- Aim of the exercise -
Find the line holding "pub fn push(&mut" in the entries below. Give it again exactly, along with every line after it up to and including the line holding "if keep_from >".

- Data records -

---

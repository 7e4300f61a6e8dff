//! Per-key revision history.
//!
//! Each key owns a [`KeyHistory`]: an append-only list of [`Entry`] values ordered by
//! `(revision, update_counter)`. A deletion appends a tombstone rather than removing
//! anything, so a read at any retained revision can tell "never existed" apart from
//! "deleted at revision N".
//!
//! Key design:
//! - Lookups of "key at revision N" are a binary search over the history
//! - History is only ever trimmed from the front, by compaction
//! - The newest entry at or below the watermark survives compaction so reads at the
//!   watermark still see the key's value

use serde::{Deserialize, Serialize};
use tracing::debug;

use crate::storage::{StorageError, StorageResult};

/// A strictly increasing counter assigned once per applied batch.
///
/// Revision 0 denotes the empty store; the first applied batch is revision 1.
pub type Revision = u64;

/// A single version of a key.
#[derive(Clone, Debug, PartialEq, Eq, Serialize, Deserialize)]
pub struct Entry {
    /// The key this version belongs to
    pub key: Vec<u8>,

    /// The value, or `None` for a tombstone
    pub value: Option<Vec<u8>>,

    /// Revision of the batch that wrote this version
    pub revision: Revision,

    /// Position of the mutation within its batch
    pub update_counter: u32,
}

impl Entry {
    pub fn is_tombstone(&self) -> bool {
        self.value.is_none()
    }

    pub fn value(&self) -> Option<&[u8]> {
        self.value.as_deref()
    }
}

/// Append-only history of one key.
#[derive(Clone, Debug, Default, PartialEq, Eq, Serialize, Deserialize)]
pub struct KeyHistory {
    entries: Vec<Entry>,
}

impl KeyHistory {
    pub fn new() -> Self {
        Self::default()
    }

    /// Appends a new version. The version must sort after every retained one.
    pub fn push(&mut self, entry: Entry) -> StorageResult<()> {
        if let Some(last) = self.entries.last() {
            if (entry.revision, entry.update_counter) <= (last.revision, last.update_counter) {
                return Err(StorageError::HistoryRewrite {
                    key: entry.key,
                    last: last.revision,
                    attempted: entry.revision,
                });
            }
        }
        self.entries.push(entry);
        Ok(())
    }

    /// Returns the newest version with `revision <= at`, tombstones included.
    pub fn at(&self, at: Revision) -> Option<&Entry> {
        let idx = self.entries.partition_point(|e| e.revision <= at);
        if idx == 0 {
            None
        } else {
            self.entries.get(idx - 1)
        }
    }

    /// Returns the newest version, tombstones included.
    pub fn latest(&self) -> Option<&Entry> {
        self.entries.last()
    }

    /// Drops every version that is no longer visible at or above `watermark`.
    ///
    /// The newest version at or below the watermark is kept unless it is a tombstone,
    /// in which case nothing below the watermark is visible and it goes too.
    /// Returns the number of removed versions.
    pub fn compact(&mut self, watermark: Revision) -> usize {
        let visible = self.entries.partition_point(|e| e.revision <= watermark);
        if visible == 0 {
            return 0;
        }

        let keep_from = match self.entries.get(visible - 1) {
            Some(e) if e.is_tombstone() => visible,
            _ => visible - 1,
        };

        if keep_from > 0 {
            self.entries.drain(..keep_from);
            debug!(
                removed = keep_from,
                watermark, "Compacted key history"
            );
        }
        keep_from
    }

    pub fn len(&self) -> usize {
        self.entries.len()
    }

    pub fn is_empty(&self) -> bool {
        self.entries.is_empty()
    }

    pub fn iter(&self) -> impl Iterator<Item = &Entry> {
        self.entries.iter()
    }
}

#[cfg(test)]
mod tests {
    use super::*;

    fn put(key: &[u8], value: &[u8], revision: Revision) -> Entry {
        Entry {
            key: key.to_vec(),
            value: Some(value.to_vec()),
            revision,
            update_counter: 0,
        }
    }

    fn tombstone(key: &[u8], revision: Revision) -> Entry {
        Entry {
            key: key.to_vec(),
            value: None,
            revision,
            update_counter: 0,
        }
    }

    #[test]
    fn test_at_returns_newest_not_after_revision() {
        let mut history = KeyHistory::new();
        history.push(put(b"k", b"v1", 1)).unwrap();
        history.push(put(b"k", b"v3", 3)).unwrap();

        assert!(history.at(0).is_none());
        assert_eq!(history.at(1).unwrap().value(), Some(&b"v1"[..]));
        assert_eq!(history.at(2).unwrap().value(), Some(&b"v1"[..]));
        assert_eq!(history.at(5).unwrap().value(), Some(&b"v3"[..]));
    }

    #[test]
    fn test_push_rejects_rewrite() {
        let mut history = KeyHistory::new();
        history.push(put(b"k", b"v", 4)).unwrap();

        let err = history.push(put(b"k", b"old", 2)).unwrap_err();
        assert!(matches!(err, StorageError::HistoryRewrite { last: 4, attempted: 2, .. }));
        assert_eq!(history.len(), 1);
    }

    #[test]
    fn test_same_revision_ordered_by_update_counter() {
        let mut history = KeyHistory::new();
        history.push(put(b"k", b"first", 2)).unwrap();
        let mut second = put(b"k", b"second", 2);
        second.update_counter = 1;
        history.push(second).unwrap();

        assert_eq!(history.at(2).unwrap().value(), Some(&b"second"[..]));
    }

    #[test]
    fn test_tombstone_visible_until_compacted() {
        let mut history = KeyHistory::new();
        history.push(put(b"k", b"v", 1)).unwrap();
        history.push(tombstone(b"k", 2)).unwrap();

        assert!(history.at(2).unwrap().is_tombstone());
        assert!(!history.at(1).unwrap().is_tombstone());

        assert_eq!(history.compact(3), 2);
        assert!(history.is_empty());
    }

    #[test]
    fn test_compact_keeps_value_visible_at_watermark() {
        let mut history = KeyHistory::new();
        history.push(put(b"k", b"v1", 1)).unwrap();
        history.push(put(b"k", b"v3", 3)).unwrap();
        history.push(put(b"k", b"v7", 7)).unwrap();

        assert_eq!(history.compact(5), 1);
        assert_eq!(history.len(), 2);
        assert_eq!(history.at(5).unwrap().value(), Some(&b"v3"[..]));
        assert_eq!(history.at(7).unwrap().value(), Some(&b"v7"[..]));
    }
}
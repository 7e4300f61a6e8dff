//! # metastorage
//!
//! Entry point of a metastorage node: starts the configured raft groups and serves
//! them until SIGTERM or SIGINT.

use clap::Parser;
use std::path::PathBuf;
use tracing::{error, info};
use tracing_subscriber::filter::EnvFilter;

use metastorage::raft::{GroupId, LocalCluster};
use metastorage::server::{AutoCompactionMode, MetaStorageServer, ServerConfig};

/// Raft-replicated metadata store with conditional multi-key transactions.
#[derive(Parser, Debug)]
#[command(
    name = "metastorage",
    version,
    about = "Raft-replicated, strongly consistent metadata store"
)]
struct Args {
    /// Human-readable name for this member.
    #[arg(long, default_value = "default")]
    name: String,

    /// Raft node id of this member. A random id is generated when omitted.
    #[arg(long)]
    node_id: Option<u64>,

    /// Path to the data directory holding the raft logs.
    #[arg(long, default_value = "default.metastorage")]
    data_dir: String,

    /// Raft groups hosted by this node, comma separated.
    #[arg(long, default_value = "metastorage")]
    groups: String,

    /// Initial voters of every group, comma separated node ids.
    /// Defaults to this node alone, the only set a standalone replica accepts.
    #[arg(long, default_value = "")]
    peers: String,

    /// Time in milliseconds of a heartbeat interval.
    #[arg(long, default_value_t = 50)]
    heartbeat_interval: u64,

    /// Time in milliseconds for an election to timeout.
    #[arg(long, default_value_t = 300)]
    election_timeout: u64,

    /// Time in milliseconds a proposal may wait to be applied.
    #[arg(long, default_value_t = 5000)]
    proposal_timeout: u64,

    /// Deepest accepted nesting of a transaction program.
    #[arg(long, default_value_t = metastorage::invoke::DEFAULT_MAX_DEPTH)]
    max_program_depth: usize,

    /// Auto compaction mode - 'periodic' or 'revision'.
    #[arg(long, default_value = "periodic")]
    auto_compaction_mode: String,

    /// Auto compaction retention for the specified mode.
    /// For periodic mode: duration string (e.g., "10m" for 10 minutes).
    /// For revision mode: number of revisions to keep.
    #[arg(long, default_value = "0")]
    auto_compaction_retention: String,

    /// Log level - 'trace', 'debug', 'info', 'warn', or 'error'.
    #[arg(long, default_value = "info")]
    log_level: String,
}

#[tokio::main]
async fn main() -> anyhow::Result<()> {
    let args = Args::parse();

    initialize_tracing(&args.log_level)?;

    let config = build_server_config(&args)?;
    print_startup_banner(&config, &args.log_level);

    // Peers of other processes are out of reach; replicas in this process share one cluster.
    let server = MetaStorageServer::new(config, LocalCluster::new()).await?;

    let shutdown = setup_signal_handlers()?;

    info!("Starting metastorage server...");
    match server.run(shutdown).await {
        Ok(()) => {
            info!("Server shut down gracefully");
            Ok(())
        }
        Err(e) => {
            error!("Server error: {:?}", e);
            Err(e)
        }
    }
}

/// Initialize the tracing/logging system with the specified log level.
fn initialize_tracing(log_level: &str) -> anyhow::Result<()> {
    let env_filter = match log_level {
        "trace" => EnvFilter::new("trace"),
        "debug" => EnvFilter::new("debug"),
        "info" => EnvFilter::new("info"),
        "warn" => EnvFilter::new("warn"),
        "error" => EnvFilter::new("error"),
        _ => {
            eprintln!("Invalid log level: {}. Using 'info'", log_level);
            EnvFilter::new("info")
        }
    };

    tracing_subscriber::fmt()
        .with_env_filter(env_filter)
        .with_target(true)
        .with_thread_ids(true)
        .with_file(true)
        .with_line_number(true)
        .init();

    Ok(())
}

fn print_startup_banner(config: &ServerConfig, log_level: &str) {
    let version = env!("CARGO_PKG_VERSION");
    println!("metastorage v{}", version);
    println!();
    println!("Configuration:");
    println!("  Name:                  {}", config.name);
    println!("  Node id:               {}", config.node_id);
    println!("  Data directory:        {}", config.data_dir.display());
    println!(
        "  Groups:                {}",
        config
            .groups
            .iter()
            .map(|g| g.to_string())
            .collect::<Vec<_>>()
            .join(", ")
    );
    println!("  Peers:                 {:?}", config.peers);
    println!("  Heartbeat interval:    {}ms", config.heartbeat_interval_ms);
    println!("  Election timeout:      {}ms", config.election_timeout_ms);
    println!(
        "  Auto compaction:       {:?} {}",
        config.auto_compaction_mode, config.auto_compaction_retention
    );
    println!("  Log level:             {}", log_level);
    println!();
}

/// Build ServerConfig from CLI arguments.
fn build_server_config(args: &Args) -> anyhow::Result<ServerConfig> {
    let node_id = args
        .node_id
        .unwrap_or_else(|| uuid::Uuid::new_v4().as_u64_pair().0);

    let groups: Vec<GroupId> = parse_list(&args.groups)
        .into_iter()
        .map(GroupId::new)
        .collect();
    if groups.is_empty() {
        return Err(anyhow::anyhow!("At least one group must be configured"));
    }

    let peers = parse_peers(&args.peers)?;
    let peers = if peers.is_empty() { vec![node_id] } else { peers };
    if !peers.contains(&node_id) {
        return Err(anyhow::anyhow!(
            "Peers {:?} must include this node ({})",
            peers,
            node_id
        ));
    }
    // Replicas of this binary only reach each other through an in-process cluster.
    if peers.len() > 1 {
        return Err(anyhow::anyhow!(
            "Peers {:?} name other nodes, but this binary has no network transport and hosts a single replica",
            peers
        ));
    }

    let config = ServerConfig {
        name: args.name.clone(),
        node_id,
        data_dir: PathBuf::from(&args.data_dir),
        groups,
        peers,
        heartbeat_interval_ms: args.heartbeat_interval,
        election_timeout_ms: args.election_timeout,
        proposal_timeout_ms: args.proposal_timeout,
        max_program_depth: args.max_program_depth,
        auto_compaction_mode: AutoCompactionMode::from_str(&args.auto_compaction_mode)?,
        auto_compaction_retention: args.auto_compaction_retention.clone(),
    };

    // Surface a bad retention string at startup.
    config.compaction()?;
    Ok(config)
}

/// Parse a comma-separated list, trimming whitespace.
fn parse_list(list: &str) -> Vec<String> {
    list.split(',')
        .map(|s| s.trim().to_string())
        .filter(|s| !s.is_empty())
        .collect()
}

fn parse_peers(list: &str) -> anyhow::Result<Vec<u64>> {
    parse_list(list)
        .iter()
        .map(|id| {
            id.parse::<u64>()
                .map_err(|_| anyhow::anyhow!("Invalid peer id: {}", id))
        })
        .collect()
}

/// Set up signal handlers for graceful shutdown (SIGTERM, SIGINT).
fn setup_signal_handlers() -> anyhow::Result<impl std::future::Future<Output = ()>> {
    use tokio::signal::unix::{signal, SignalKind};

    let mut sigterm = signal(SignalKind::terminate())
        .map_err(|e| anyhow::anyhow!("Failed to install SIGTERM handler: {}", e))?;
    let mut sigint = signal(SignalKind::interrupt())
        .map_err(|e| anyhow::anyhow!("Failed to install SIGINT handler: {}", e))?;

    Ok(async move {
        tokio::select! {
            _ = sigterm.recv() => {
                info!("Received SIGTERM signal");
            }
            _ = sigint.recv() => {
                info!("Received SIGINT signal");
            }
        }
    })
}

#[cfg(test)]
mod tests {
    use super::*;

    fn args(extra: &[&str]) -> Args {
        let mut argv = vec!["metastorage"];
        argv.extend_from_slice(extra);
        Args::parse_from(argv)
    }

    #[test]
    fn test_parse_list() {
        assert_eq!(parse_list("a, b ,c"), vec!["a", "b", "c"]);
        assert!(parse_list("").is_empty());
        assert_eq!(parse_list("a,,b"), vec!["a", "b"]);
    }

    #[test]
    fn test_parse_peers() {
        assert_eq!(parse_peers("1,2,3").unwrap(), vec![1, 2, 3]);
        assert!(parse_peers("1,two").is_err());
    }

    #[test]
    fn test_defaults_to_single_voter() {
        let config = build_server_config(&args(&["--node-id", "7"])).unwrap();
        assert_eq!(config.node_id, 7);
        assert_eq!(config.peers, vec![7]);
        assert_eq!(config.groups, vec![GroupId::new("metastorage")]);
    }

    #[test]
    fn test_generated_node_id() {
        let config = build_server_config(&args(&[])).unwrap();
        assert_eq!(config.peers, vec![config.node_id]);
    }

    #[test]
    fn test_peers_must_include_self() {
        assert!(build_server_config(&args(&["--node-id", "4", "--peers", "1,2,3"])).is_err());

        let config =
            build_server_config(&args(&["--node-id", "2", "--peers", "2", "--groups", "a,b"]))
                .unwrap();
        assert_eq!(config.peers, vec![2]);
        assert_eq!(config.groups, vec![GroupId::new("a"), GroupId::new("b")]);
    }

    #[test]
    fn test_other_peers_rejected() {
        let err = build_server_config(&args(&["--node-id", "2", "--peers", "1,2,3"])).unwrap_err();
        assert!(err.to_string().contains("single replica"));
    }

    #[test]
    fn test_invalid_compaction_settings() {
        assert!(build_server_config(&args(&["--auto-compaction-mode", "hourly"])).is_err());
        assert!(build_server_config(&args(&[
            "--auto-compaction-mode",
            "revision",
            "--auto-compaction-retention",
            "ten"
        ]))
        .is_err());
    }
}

---

- Result of the exercise -
    pub fn push(&mut self, entry: Entry) -> StorageResult<()> {
        if let Some(last) = self.entries.last() {
            if (entry.revision, entry.update_counter) <= (last.revision, last.update_counter) {
                return Err(StorageError::HistoryRewrite {
                    key: entry.key,
                    last: last.revision,
                    attempted: entry.revision,
                });
            }
        }
        self.entries.push(entry);
        Ok(())
    }

    /// Returns the newest version with `revision <= at`, tombstones included.
    pub fn at(&self, at: Revision) -> Option<&Entry> {
        let idx = self.entries.partition_point(|e| e.revision <= at);
        if idx == 0 {
            None
        } else {
            self.entries.get(idx - 1)
        }
    }

    /// Returns the newest version, tombstones included.
    pub fn latest(&self) -> Option<&Entry> {
        self.entries.last()
    }

    /// Drops every version that is no longer visible at or above `watermark`.
    ///
    /// The newest version at or below the watermark is kept unless it is a tombstone,
    /// in which case nothing below the watermark is visible and it goes too.
    /// Returns the number of removed versions.
    pub fn compact(&mut self, watermark: Revision) -> usize {
        let visible = self.entries.partition_point(|e| e.revision <= watermark);
        if visible == 0 {
            return 0;
        }

        let keep_from = match self.entries.get(visible - 1) {
            Some(e) if e.is_tombstone() => visible,
            _ => visible - 1,
        };

        if keep_from > 0 {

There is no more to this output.